_BRIEF_
Copy each line of the data that has "bool" in it.

_DATA FOR THIS EXERCISE_

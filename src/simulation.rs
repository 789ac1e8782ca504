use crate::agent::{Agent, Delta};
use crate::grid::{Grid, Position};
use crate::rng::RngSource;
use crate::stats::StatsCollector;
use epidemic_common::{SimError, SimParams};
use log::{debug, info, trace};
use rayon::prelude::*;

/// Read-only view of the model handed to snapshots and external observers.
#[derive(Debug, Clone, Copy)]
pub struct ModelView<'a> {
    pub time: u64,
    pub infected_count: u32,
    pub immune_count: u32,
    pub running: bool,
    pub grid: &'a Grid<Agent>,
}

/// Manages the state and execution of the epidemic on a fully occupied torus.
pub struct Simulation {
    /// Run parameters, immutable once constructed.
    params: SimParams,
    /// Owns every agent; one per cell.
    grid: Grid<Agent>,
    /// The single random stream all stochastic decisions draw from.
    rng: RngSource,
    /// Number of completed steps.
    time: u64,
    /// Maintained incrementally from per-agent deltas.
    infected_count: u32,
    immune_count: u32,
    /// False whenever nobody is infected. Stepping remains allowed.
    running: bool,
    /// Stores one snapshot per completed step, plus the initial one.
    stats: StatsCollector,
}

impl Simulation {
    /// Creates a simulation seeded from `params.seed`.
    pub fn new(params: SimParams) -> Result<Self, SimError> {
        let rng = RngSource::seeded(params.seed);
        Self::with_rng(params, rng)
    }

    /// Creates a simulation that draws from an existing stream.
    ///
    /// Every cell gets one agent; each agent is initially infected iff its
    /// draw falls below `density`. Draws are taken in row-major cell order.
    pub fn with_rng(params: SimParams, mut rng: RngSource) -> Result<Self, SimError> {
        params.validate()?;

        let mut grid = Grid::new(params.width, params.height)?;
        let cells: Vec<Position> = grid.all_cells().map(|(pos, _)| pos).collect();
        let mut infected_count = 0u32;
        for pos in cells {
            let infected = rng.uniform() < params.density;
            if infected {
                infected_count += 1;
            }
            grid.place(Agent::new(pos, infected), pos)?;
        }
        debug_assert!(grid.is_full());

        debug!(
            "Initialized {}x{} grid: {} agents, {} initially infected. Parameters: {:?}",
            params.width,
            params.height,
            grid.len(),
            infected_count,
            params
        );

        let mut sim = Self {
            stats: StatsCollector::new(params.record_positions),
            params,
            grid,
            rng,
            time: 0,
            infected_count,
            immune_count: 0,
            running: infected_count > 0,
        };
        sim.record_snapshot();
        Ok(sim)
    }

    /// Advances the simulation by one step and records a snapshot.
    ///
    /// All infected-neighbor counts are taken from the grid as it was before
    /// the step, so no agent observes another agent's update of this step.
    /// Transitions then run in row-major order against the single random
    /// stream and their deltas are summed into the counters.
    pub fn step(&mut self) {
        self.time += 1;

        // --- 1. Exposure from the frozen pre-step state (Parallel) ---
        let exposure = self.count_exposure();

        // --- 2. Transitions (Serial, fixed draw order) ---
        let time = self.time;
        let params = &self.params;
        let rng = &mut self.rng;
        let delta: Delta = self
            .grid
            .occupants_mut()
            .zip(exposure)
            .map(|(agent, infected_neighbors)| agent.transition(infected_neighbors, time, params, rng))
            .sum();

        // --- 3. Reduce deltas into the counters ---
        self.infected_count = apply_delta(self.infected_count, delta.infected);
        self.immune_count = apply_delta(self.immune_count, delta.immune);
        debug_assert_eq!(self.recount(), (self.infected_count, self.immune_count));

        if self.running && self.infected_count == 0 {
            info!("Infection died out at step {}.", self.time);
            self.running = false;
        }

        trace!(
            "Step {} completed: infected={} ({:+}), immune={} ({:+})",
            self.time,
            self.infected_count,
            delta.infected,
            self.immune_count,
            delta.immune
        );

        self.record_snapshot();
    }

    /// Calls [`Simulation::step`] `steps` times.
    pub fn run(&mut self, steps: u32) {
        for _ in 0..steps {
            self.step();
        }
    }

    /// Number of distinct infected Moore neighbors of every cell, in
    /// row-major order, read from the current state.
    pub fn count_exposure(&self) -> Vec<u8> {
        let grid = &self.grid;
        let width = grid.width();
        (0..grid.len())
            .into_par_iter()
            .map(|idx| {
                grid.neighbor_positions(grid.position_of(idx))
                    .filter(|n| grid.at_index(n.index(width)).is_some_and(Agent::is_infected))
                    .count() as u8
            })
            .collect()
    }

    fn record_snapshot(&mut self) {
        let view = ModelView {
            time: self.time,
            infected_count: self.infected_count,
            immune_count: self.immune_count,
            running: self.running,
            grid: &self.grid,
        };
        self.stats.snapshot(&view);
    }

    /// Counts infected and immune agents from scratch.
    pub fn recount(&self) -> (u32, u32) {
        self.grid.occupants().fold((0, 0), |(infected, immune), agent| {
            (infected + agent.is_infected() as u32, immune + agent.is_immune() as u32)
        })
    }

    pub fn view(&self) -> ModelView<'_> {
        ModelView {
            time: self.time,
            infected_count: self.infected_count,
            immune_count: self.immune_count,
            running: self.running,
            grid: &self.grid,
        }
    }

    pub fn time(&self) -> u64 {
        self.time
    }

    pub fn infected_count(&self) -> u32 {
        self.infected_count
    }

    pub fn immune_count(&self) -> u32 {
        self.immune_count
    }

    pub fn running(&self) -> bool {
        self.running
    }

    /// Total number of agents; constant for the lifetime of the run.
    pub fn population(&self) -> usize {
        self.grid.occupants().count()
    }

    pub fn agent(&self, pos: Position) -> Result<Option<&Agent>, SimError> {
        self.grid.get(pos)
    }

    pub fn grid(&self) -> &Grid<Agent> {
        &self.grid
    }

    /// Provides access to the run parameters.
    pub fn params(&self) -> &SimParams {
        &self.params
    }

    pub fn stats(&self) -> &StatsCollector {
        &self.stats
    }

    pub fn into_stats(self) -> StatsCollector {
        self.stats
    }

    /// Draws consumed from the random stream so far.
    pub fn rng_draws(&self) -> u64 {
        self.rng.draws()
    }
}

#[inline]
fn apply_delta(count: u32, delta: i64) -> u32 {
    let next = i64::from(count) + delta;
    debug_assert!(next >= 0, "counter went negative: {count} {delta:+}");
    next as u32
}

_TASK RESPONSE_
    pub running: bool,
    running: bool,
    pub fn running(&self) -> bool {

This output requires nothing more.